According to ITR Economics, an estimated 12 million out of 77 million U.S. baby boomers are privately held business owners. As ownership of businesses for those born between 1946-1964 is passed down to the next generation, an estimated $10 trillion worth of business assets is expected to be transferred in the coming years.
Whether planning as the predecessor or the next generation, having the right processes — and partners — in place will set up the transition for success.
Develop a strategic plan
A successful generational business transfer takes plenty of time and careful planning. Starting the planning process well in advance of the change in leadership can give a family time to define what the future of the company looks like.
Start by determining what technology, human resources and capital requirements the company needs to be successful in the short and long term. Be sure the current owner’s and future owner’s visions are communicated. If both visions are not in alignment, have conversations on what the future for the business may look like. Balancing long-standing business practices with new changes can result in a sustainable and successful business.
Start integrating the future business leader into day-to day business operations before transitioning. Establishing a clear transfer of duties and mapping out a timeline can help with a smooth hand-off process.
Get finances in order
The importance of preparing business finances well in advance of a generational transfer can’t be overstated. The current business owner may consider setting up a grantor retained annuity trust for their successor. An estate planning attorney can assist in setup of this trust, which earns annual income for the beneficiary receiving the funds with minimal or no gift tax liability upon expiration. Grantor retained annuity trusts usually have a duration of two to three years with payments calculated using a monthly interest rate the IRS sets.
Family members may consider transferring their business to the successor through an installment sale. The IRS defines an installment sale as a sale of property where at least one payment is received after the tax year in which the sale occurs. For example, the current owner could obtain 15 percent of the purchase price per year for 10 years, transferring shares to the new owner upon payment.
An installment sale could result in a tax benefit for the seller as the overall tax liability is spread out over time, rather than all at once during the business transfer.

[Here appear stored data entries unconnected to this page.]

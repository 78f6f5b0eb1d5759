//! Per-camera frame worker.
//!
//! One worker thread per active camera pulls candidate lists off a bounded
//! channel in arrival order, runs the decision pipeline, and forwards every
//! publishable reading to the publisher. Skipped frames forward nothing.
//! The worker holds no state across frames; it stops when the frame
//! channel closes or the publisher goes away.

use std::sync::mpsc::{sync_channel, Receiver, SyncSender};
use std::thread::{self, JoinHandle};

use log::{debug, info};

use tape_targets_core::{BoundingBox, FramePipeline, Reading};

/// Candidate boxes the detector found in one frame.
pub type FrameCandidates = Vec<BoundingBox>;

/// Bounded frame channel between the detector callback and a worker.
///
/// A full queue blocks the detector side; dropping stale frames instead is
/// the detector's own policy, not this runtime's.
pub fn frame_channel(depth: usize) -> (SyncSender<FrameCandidates>, Receiver<FrameCandidates>) {
    sync_channel(depth)
}

/// Tally of one worker's run, returned when its thread joins.
#[derive(Clone, Copy, Debug, Default, Eq, PartialEq)]
pub struct WorkerStats {
    /// Frames pulled off the channel.
    pub processed: usize,
    /// Frames that produced no reading at all.
    pub skipped: usize,
    /// Readings handed to the publisher (accepted and sentinel alike).
    pub forwarded: usize,
}

/// Start a worker for one camera.
pub fn spawn_worker(
    name: String,
    pipeline: FramePipeline,
    publisher: SyncSender<Reading>,
    frames: Receiver<FrameCandidates>,
) -> JoinHandle<WorkerStats> {
    thread::spawn(move || {
        info!("worker '{name}' started");
        let mut stats = WorkerStats::default();

        for candidates in frames {
            stats.processed += 1;
            match pipeline.process(&candidates) {
                Some(reading) => {
                    if publisher.send(reading).is_err() {
                        debug!("worker '{name}': publisher closed, stopping");
                        break;
                    }
                    stats.forwarded += 1;
                }
                None => stats.skipped += 1,
            }
        }

        info!(
            "worker '{name}' done: {} frame(s), {} skipped, {} forwarded",
            stats.processed, stats.skipped, stats.forwarded
        );
        stats
    })
}

#[cfg(test)]
mod tests {
    use std::sync::Arc;

    use super::*;
    use crate::sink::{spawn_publisher, OutputTable};
    use tape_targets_core::{FrameGeometry, GateParams, TargetSpec};

    fn tape(center_x: f64, height: f64) -> BoundingBox {
        BoundingBox {
            x: center_x - 10.0,
            y: 480.0,
            width: 20.0,
            height,
        }
    }

    fn pipeline() -> FramePipeline {
        let frame = FrameGeometry {
            width_px: 1920,
            height_px: 1080,
        };
        FramePipeline::new(&TargetSpec::default(), frame, GateParams::default())
            .expect("valid spec")
    }

    #[test]
    fn worker_forwards_readings_and_counts_skips() {
        let table = Arc::new(OutputTable::new());
        let (reading_tx, publisher) = spawn_publisher(table.clone());
        let (frame_tx, frame_rx) = frame_channel(4);
        let worker = spawn_worker("front".into(), pipeline(), reading_tx, frame_rx);

        // One good pair, one empty frame, one inconsistent pair.
        frame_tx
            .send(vec![tape(880.0, 83.0), tape(1040.0, 83.0)])
            .expect("send");
        frame_tx.send(Vec::new()).expect("send");
        frame_tx
            .send(vec![tape(880.0, 400.0), tape(1040.0, 400.0)])
            .expect("send");
        drop(frame_tx);

        let stats = worker.join().expect("worker thread");
        assert_eq!(
            stats,
            WorkerStats {
                processed: 3,
                skipped: 1,
                forwarded: 2,
            }
        );

        let published = publisher.join().expect("publisher thread");
        assert_eq!(published, 2);

        // The sentinel from the inconsistent frame is the last write.
        let last = table.snapshot().expect("reading");
        assert!(last.is_sentinel());
    }

    #[test]
    fn frames_are_processed_in_arrival_order() {
        let table = Arc::new(OutputTable::new());
        let (reading_tx, publisher) = spawn_publisher(table.clone());
        let (frame_tx, frame_rx) = frame_channel(8);
        let worker = spawn_worker("front".into(), pipeline(), reading_tx, frame_rx);

        // Successively wider pairs, heights tracking the approach so every
        // frame passes the gate; the final snapshot is the nearest frame.
        let mut last_separation = 0.0;
        for (separation, height) in [(120.0, 62.0), (160.0, 83.0), (240.0, 124.0)] {
            let half = separation / 2.0;
            frame_tx
                .send(vec![
                    tape(960.0 - half, height),
                    tape(960.0 + half, height),
                ])
                .expect("send");
            last_separation = separation;
        }
        drop(frame_tx);

        worker.join().expect("worker thread");
        publisher.join().expect("publisher thread");

        let last = table.snapshot().expect("reading");
        let geometry = pipeline().geometry().separation_in;
        let subtense = last_separation / 1920.0 * 78.0f64.to_radians();
        let expected = (geometry / 2.0) / (subtense / 2.0).tan();
        assert!((last.distance_in - expected).abs() < 1e-9);
    }
}
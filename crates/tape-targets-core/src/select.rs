//! Target pair selection.
//!
//! A tracked target is steered toward the middle of the frame, so when the
//! detector reports more than two candidates the two closest to the frame
//! center are taken as the true pair. Squared distances are enough for the
//! ranking and skip the square root.

use nalgebra::Point2;

use crate::error::FrameSkip;
use crate::types::{BoundingBox, FrameGeometry, TargetPair};

/// Pick the two candidates that best represent the target pair.
///
/// Single pass, deterministic: a candidate replaces the worse of the two
/// kept slots only on a strict improvement, so ties go to the earlier
/// candidate. The returned pair is ordered left/right by center-x.
pub fn select_pair(
    candidates: &[BoundingBox],
    frame: FrameGeometry,
) -> Result<TargetPair, FrameSkip> {
    match candidates {
        [] | [_] => Err(FrameSkip::InsufficientCandidates {
            found: candidates.len(),
        }),
        [a, b] => Ok(TargetPair::ordered(*a, *b)),
        [a, b, rest @ ..] => {
            let center = frame.center();
            let mut first = Ranked::new(*a, center);
            let mut second = Ranked::new(*b, center);
            if second.dist2 < first.dist2 {
                std::mem::swap(&mut first, &mut second);
            }

            for candidate in rest {
                let ranked = Ranked::new(*candidate, center);
                if ranked.dist2 < first.dist2 {
                    second = std::mem::replace(&mut first, ranked);
                } else if ranked.dist2 < second.dist2 {
                    second = ranked;
                }
            }

            Ok(TargetPair::ordered(first.tape, second.tape))
        }
    }
}

#[derive(Clone, Copy)]
struct Ranked {
    tape: BoundingBox,
    dist2: f64,
}

impl Ranked {
    fn new(tape: BoundingBox, frame_center: Point2<f64>) -> Self {
        let dist2 = (tape.center() - frame_center).norm_squared();
        Self { tape, dist2 }
    }
}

Once settled on the preferred financial path to conduct the transfer, be sure to evaluate the company’s cash flow and other financial projections. Review all assets and estate planning documents to understand the financial implications of the business transfer. List the projected expenses, liabilities and potential taxes owed, and then identify sources of liquidity to pay them. No matter the route, a family should continue the conversation surrounding transferring funds to ensure all parties are aware and educated when the time comes to hand off the ownership baton.
Work with financial partners
If not already in place, look to assemble a team of trusted advisors including a CPA, attorney, banker and wealth advisor. This team of professionals can work through the financial aspects of any generational business transfer. A business banker can explain the mechanics of how some of the financing and transfer of ownership might work in different situations. This can include tax, trust and estate matters. A banker can provide guidance on the most financially beneficial path forward for a family business.
Passing on a business is a major family event and can involve potentially difficult conversations and decisions. While it may be a complex process, through proper planning, it also has the potential to be an opportunity to achieve new growth and elevate long-standing family business goals.
Jacob Logan is the senior vice president and relationship manager for the Las Vegas Enterprise Bank &Trust office.